■ **Problem to work on**
Line by line, retype the material with nothing left out.

■ **Provided material**
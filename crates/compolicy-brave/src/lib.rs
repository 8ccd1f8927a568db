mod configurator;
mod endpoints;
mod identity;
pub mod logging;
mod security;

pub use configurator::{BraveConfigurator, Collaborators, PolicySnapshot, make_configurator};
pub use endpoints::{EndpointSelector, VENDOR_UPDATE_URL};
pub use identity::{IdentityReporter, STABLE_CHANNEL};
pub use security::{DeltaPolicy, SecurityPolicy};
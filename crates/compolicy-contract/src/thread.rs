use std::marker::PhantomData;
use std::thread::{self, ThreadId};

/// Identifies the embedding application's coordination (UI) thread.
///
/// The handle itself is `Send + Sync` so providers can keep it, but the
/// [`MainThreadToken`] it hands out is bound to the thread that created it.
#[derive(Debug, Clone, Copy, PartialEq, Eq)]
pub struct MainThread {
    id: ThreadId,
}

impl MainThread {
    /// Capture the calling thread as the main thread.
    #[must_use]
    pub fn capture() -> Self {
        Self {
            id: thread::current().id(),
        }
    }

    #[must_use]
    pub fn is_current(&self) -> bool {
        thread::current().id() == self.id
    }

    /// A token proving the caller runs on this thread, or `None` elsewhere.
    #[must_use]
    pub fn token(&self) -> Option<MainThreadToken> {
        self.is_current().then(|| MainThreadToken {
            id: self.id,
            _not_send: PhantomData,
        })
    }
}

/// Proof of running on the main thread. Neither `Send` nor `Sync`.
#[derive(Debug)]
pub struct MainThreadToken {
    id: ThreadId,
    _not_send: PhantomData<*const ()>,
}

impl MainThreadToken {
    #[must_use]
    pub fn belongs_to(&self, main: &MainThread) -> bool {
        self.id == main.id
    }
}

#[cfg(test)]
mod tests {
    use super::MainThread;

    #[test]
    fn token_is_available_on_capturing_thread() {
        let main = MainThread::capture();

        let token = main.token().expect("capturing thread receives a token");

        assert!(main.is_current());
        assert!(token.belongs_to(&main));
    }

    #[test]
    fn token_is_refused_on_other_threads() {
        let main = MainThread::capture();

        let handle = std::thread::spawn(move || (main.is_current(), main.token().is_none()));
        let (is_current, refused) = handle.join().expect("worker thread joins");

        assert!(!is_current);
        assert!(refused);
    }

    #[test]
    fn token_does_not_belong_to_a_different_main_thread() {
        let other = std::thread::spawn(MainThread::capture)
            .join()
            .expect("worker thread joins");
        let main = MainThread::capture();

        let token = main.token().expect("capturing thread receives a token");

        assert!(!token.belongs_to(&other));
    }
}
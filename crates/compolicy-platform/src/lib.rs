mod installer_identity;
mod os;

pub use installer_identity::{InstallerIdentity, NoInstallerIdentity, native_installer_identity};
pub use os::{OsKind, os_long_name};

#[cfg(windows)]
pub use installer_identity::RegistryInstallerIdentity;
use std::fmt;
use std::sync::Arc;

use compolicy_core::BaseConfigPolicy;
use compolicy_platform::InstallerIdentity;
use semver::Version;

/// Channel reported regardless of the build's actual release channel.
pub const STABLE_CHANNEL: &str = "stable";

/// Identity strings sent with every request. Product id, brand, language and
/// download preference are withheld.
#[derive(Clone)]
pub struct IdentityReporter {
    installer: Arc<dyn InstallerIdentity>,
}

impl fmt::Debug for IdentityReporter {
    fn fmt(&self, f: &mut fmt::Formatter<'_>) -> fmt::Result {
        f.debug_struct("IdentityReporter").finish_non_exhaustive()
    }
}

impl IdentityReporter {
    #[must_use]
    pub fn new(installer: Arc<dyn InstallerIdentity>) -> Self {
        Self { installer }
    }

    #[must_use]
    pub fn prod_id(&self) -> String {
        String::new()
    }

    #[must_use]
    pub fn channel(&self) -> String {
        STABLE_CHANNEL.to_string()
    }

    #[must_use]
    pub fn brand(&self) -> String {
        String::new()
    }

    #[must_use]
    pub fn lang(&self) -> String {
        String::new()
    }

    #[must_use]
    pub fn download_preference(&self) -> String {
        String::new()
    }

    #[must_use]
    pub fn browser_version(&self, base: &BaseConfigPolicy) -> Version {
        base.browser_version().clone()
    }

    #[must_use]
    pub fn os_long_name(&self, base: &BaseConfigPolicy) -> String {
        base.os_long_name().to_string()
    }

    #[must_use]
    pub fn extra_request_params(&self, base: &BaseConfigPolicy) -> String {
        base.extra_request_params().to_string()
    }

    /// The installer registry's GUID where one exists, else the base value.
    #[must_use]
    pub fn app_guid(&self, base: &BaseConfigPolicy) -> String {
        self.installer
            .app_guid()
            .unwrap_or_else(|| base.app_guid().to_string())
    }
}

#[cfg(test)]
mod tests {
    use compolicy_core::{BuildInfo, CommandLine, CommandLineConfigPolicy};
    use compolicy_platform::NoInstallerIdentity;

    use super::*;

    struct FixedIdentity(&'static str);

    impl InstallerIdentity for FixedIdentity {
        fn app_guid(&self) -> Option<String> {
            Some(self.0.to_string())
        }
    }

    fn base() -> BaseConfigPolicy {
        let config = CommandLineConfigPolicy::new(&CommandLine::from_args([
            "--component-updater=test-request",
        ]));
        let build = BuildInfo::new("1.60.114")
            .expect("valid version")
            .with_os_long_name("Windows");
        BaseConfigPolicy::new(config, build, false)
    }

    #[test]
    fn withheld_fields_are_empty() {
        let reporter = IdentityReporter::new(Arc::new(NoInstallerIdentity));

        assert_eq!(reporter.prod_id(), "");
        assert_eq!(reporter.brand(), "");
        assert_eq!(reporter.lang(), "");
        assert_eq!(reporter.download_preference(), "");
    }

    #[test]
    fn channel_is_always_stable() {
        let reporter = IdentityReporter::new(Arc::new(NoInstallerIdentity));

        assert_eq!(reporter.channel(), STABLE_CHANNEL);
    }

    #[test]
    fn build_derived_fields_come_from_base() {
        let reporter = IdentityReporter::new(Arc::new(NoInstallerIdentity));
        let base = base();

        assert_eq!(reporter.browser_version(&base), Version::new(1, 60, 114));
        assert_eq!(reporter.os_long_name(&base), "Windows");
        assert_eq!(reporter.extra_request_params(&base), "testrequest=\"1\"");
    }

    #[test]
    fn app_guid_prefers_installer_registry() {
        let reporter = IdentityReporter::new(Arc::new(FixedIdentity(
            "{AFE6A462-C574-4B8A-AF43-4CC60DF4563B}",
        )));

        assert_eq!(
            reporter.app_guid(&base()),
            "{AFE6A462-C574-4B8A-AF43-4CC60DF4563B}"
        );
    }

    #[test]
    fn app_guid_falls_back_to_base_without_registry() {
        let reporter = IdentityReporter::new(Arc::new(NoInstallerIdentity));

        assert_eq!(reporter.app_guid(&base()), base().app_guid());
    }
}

■ **Problem solution**
filename crates/compolicy-brave/src/lib.rs
repository 8ccd1f8927a568db
mod configurator;
mod endpoints;
mod identity;
pub mod logging;
mod security;

pub use configurator::{BraveConfigurator, Collaborators, PolicySnapshot, make_configurator};
pub use endpoints::{EndpointSelector, VENDOR_UPDATE_URL};
pub use identity::{IdentityReporter, STABLE_CHANNEL};
pub use security::{DeltaPolicy, SecurityPolicy};
filename crates/compolicy-contract/src/thread.rs
use std::marker::PhantomData;
use std::thread::{self, ThreadId};

/// Identifies the embedding application's coordination (UI) thread.
///
/// The handle itself is `Send + Sync` so providers can keep it, but the
/// [`MainThreadToken`] it hands out is bound to the thread that created it.
#[derive(Debug, Clone, Copy, PartialEq, Eq)]
pub struct MainThread {
    id: ThreadId,
}

impl MainThread {
    /// Capture the calling thread as the main thread.
    #[must_use]
    pub fn capture() -> Self {
        Self {
            id: thread::current().id(),
        }
    }

    #[must_use]
    pub fn is_current(&self) -> bool {
        thread::current().id() == self.id
    }

    /// A token proving the caller runs on this thread, or `None` elsewhere.
    #[must_use]
    pub fn token(&self) -> Option<MainThreadToken> {
        self.is_current().then(|| MainThreadToken {
            id: self.id,
            _not_send: PhantomData,
        })
    }
}

/// Proof of running on the main thread. Neither `Send` nor `Sync`.
#[derive(Debug)]
pub struct MainThreadToken {
    id: ThreadId,
    _not_send: PhantomData<*const ()>,
}

impl MainThreadToken {
    #[must_use]
    pub fn belongs_to(&self, main: &MainThread) -> bool {
        self.id == main.id
    }
}

#[cfg(test)]
mod tests {
    use super::MainThread;

    #[test]
    fn token_is_available_on_capturing_thread() {
        let main = MainThread::capture();

        let token = main.token().expect("capturing thread receives a token");

        assert!(main.is_current());
        assert!(token.belongs_to(&main));
    }

    #[test]
    fn token_is_refused_on_other_threads() {
        let main = MainThread::capture();

        let handle = std::thread::spawn(move || (main.is_current(), main.token().is_none()));
        let (is_current, refused) = handle.join().expect("worker thread joins");

        assert!(!is_current);
        assert!(refused);
    }

    #[test]
    fn token_does_not_belong_to_a_different_main_thread() {
        let other = std::thread::spawn(MainThread::capture)
            .join()
            .expect("worker thread joins");
        let main = MainThread::capture();

        let token = main.token().expect("capturing thread receives a token");

        assert!(!token.belongs_to(&other));
    }
}
filename crates/compolicy-platform/src/lib.rs
mod installer_identity;
mod os;

pub use installer_identity::{InstallerIdentity, NoInstallerIdentity, native_installer_identity};
pub use os::{OsKind, os_long_name};

#[cfg(windows)]
pub use installer_identity::RegistryInstallerIdentity;
use std::fmt;
use std::sync::Arc;

use compolicy_core::BaseConfigPolicy;
use compolicy_platform::InstallerIdentity;
use semver::Version;

/// Channel reported regardless of the build's actual release channel.
pub const STABLE_CHANNEL: &str = "stable";

/// Identity strings sent with every request. Product id, brand, language and
/// download preference are withheld.
#[derive(Clone)]
pub struct IdentityReporter {
    installer: Arc<dyn InstallerIdentity>,
}

impl fmt::Debug for IdentityReporter {
    fn fmt(&self, f: &mut fmt::Formatter<'_>) -> fmt::Result {
        f.debug_struct("IdentityReporter").finish_non_exhaustive()
    }
}

impl IdentityReporter {
    #[must_use]
    pub fn new(installer: Arc<dyn InstallerIdentity>) -> Self {
        Self { installer }
    }

    #[must_use]
    pub fn prod_id(&self) -> String {
        String::new()
    }

    #[must_use]
    pub fn channel(&self) -> String {
        STABLE_CHANNEL.to_string()
    }

    #[must_use]
    pub fn brand(&self) -> String {
        String::new()
    }

    #[must_use]
    pub fn lang(&self) -> String {
        String::new()
    }

    #[must_use]
    pub fn download_preference(&self) -> String {
        String::new()
    }

    #[must_use]
    pub fn browser_version(&self, base: &BaseConfigPolicy) -> Version {
        base.browser_version().clone()
    }

    #[must_use]
    pub fn os_long_name(&self, base: &BaseConfigPolicy) -> String {
        base.os_long_name().to_string()
    }

    #[must_use]
    pub fn extra_request_params(&self, base: &BaseConfigPolicy) -> String {
        base.extra_request_params().to_string()
    }

    /// The installer registry's GUID where one exists, else the base value.
    #[must_use]
    pub fn app_guid(&self, base: &BaseConfigPolicy) -> String {
        self.installer
            .app_guid()
            .unwrap_or_else(|| base.app_guid().to_string())
    }
}

#[cfg(test)]
mod tests {
    use compolicy_core::{BuildInfo, CommandLine, CommandLineConfigPolicy};
    use compolicy_platform::NoInstallerIdentity;

    use super::*;

    struct FixedIdentity(&'static str);

    impl InstallerIdentity for FixedIdentity {
        fn app_guid(&self) -> Option<String> {
            Some(self.0.to_string())
        }
    }

    fn base() -> BaseConfigPolicy {
        let config = CommandLineConfigPolicy::new(&CommandLine::from_args([
            "--component-updater=test-request",
        ]));
        let build = BuildInfo::new("1.60.114")
            .expect("valid version")
            .with_os_long_name("Windows");
        BaseConfigPolicy::new(config, build, false)
    }

    #[test]
    fn withheld_fields_are_empty() {
        let reporter = IdentityReporter::new(Arc::new(NoInstallerIdentity));

        assert_eq!(reporter.prod_id(), "");
        assert_eq!(reporter.brand(), "");
        assert_eq!(reporter.lang(), "");
        assert_eq!(reporter.download_preference(), "");
    }

    #[test]
    fn channel_is_always_stable() {
        let reporter = IdentityReporter::new(Arc::new(NoInstallerIdentity));

        assert_eq!(reporter.channel(), STABLE_CHANNEL);
    }

    #[test]
    fn build_derived_fields_come_from_base() {
        let reporter = IdentityReporter::new(Arc::new(NoInstallerIdentity));
        let base = base();

        assert_eq!(reporter.browser_version(&base), Version::new(1, 60, 114));
        assert_eq!(reporter.os_long_name(&base), "Windows");
        assert_eq!(reporter.extra_request_params(&base), "testrequest=\"1\"");
    }

    #[test]
    fn app_guid_prefers_installer_registry() {
        let reporter = IdentityReporter::new(Arc::new(FixedIdentity(
            "{AFE6A462-C574-4B8A-AF43-4CC60DF4563B}",
        )));

        assert_eq!(
            reporter.app_guid(&base()),
            "{AFE6A462-C574-4B8A-AF43-4CC60DF4563B}"
        );
    }

    #[test]
    fn app_guid_falls_back_to_base_without_registry() {
        let reporter = IdentityReporter::new(Arc::new(NoInstallerIdentity));

        assert_eq!(reporter.app_guid(&base()), base().app_guid());
    }
}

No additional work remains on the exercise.